Sarcopenic Dysphagia Reconsidered: A Systematic Review of Complex Interactions and Diagnostic Challenges
摘要
Sarcopenic dysphagia is an emerging clinical concept defined as dysphagia resulting from generalized sarcopenia and sarcopenic changes in the muscles involved in swallowing. However, despite growing clinical interest, its diagnostic criteria, pathophysiological boundaries, and causal validity remain insufficiently established. This systematic review aimed to examine how sarcopenic dysphagia has been defined and assessed in the literature and to identify conceptual and methodological gaps. A comprehensive literature search was conducted across PubMed, EMBASE, the Cochrane Library, and CINAHL, covering all records from database inception through December 2024. Studies were included if they explicitly used and defined the term “sarcopenic dysphagia.” A total of 31 studies were included, comprising 20 observational studies and 11 case reports. Definitions varied considerably across studies, from structured diagnostic frameworks to the co-occurrence of sarcopenia and dysphagia. Many studies included patients with comorbidities known to independently cause dysphagia, such as neurologic disease or head and neck cancer, thereby complicating causal inference. Given the numerous shared risk factors and known associations between sarcopenia and dysphagia, interpreting a direct causal relationship requires careful consideration.
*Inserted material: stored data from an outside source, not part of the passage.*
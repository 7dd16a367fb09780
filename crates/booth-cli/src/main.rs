//! `booth` binary: configuration, provider wiring, and server startup.

mod cli_args;

use std::path::PathBuf;
use std::sync::Arc;

use anyhow::{Context, Result};
use clap::Parser;
use tracing::level_filters::LevelFilter;
use tracing_subscriber::EnvFilter;

use booth_characters::SelectionPolicy;
use booth_compose::BoothFlows;
use booth_gateway::{run_server, AppState};
use booth_history::HistoryStore;
use booth_pipeline::ReplyPipeline;
use booth_providers::{
    HttpBackgroundRemover, HttpBackgroundRemoverConfig, OpenRouterImageEditor,
    OpenRouterImageEditorConfig, RvcConverter, RvcConverterConfig, SpeechKitCompleter,
    SpeechKitCompleterConfig, SpeechKitRecognizer, SpeechKitRecognizerConfig,
    SpeechKitSynthesizer, SpeechKitSynthesizerConfig,
};
use booth_transcode::FfmpegTranscoder;

use crate::cli_args::CliArgs;

fn init_tracing() {
    let env_filter = EnvFilter::builder()
        .with_default_directive(LevelFilter::INFO.into())
        .from_env_lossy();

    tracing_subscriber::fmt()
        .with_env_filter(env_filter)
        .with_target(false)
        .compact()
        .init();
}

fn build_state(args: &CliArgs, scratch_dir: PathBuf) -> Result<AppState> {
    let recognizer = SpeechKitRecognizer::new(SpeechKitRecognizerConfig::new(
        &args.stt_api_base,
        &args.speechkit_api_key,
        &args.speechkit_folder_id,
    ))
    .context("failed to build recognition client")?;
    let completer = SpeechKitCompleter::new(SpeechKitCompleterConfig::new(
        &args.llm_api_base,
        &args.speechkit_api_key,
        &args.speechkit_folder_id,
    ))
    .context("failed to build completion client")?;
    let synthesizer = SpeechKitSynthesizer::new(SpeechKitSynthesizerConfig::new(
        &args.tts_api_base,
        &args.speechkit_api_key,
        &args.speechkit_folder_id,
    ))
    .context("failed to build synthesis client")?;
    let converter = RvcConverter::new(RvcConverterConfig::new(&args.rvc_api_base))
        .context("failed to build voice-conversion client")?;
    let remover =
        HttpBackgroundRemover::new(HttpBackgroundRemoverConfig::new(&args.removal_api_base))
            .context("failed to build background-removal client")?;
    let editor = OpenRouterImageEditor::new(OpenRouterImageEditorConfig::new(
        &args.openrouter_api_base,
        &args.openrouter_api_key,
    ))
    .context("failed to build image-edit client")?;

    let pipeline = Arc::new(ReplyPipeline::new(
        Arc::new(recognizer),
        Arc::new(completer),
        Arc::new(synthesizer),
        Arc::new(converter),
        Arc::new(FfmpegTranscoder::new(&args.ffmpeg_bin)),
        Arc::new(HistoryStore::new()),
        scratch_dir,
    ));
    let flows = Arc::new(BoothFlows::new(
        Arc::new(remover),
        Arc::new(editor),
        SelectionPolicy::from_entropy(),
        args.assets_dir.clone(),
    ));
    Ok(AppState::new(pipeline, flows))
}

#[tokio::main]
async fn main() -> Result<()> {
    init_tracing();
    let args = CliArgs::parse();

    std::fs::create_dir_all(&args.scratch_dir)
        .with_context(|| format!("failed to create {}", args.scratch_dir.display()))?;

    let state = build_state(&args, args.scratch_dir.clone())?;
    run_server(&args.bind, state).await
}
use std::time::Duration;

use async_trait::async_trait;
use serde::{Deserialize, Serialize};
use serde_json::{json, Value};

use crate::error::{ProviderError, ProviderResult};
use crate::LONG_CALL_TIMEOUT_MS;

const PROVIDER_NAME: &str = "completion";
const COMPLETION_TEMPERATURE: f64 = 0.6;
const COMPLETION_MAX_TOKENS: u32 = 200;

#[derive(Debug, Clone, Serialize, Deserialize, PartialEq, Eq)]
/// One entry of the assembled message list sent to the completion service.
pub struct ChatMessage {
    pub role: String,
    pub text: String,
}

impl ChatMessage {
    pub fn system(text: impl Into<String>) -> Self {
        Self {
            role: "system".to_string(),
            text: text.into(),
        }
    }

    pub fn user(text: impl Into<String>) -> Self {
        Self {
            role: "user".to_string(),
            text: text.into(),
        }
    }

    pub fn assistant(text: impl Into<String>) -> Self {
        Self {
            role: "assistant".to_string(),
            text: text.into(),
        }
    }
}

/// Language-model completion seam.
#[async_trait]
pub trait CompletionProvider: Send + Sync {
    async fn complete(&self, messages: Vec<ChatMessage>) -> ProviderResult<String>;
}

#[derive(Debug, Clone)]
/// Configuration for the foundation-models completion endpoint.
pub struct SpeechKitCompleterConfig {
    pub api_base: String,
    pub api_key: String,
    pub folder_id: String,
    pub model: String,
    pub timeout_ms: u64,
}

impl SpeechKitCompleterConfig {
    pub fn new(api_base: impl Into<String>, api_key: impl Into<String>, folder_id: impl Into<String>) -> Self {
        Self {
            api_base: api_base.into(),
            api_key: api_key.into(),
            folder_id: folder_id.into(),
            model: "yandexgpt-lite".to_string(),
            timeout_ms: LONG_CALL_TIMEOUT_MS,
        }
    }
}

#[derive(Debug, Clone)]
/// Completion client; non-streaming, fixed sampling parameters.
pub struct SpeechKitCompleter {
    client: reqwest::Client,
    config: SpeechKitCompleterConfig,
}

impl SpeechKitCompleter {
    pub fn new(config: SpeechKitCompleterConfig) -> ProviderResult<Self> {
        let client = reqwest::Client::builder().build().map_err(|error| {
            ProviderError::Request {
                provider: PROVIDER_NAME,
                message: format!("failed to initialize http client: {error}"),
            }
        })?;
        let mut normalized = config;
        normalized.api_base = normalized.api_base.trim().trim_end_matches('/').to_string();
        Ok(Self {
            client,
            config: normalized,
        })
    }

    fn model_uri(&self) -> String {
        format!("gpt://{}/{}", self.config.folder_id, self.config.model)
    }
}

#[async_trait]
impl CompletionProvider for SpeechKitCompleter {
    async fn complete(&self, messages: Vec<ChatMessage>) -> ProviderResult<String> {
        let url = format!("{}/foundationModels/v1/completion", self.config.api_base);
        let payload = json!({
            "modelUri": self.model_uri(),
            "completionOptions": {
                "stream": false,
                "temperature": COMPLETION_TEMPERATURE,
                "maxTokens": COMPLETION_MAX_TOKENS.to_string(),
            },
            "messages": messages,
        });

        let response = self
            .client
            .post(url)
            .header("Authorization", format!("Api-Key {}", self.config.api_key))
            .timeout(Duration::from_millis(self.config.timeout_ms.max(1)))
            .json(&payload)
            .send()
            .await
            .map_err(|error| ProviderError::from_request_error(PROVIDER_NAME, error))?;

        let status = response.status();
        let body = response.text().await.unwrap_or_default();
        if !status.is_success() {
            return Err(ProviderError::transport(
                PROVIDER_NAME,
                status.as_u16(),
                &body,
            ));
        }

        let parsed: Value = serde_json::from_str(&body).map_err(|error| {
            ProviderError::invalid_response(PROVIDER_NAME, format!("invalid json: {error}"))
        })?;
        let reply = parsed
            .pointer("/result/alternatives/0/message/text")
            .and_then(Value::as_str)
            .map(str::trim)
            .unwrap_or_default()
            .to_string();
        if reply.is_empty() {
            return Err(ProviderError::invalid_response(
                PROVIDER_NAME,
                "missing result.alternatives[0].message.text",
            ));
        }
        Ok(reply)
    }
}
Moreover, swallowing function is influenced by factors beyond muscle mass and strength, including neuromuscular coordination and age-related physiological changes. This systematic review highlights that the current conceptualization of sarcopenic dysphagia is challenged by the complex influence of multifactorial etiologies, the association between sarcopenia and dysphagia, and methodological limitations in swallowing assessment. Future research may require prospective longitudinal studies using standardized, objective measures to clarify the complex interplay between sarcopenia and swallowing dysfunction.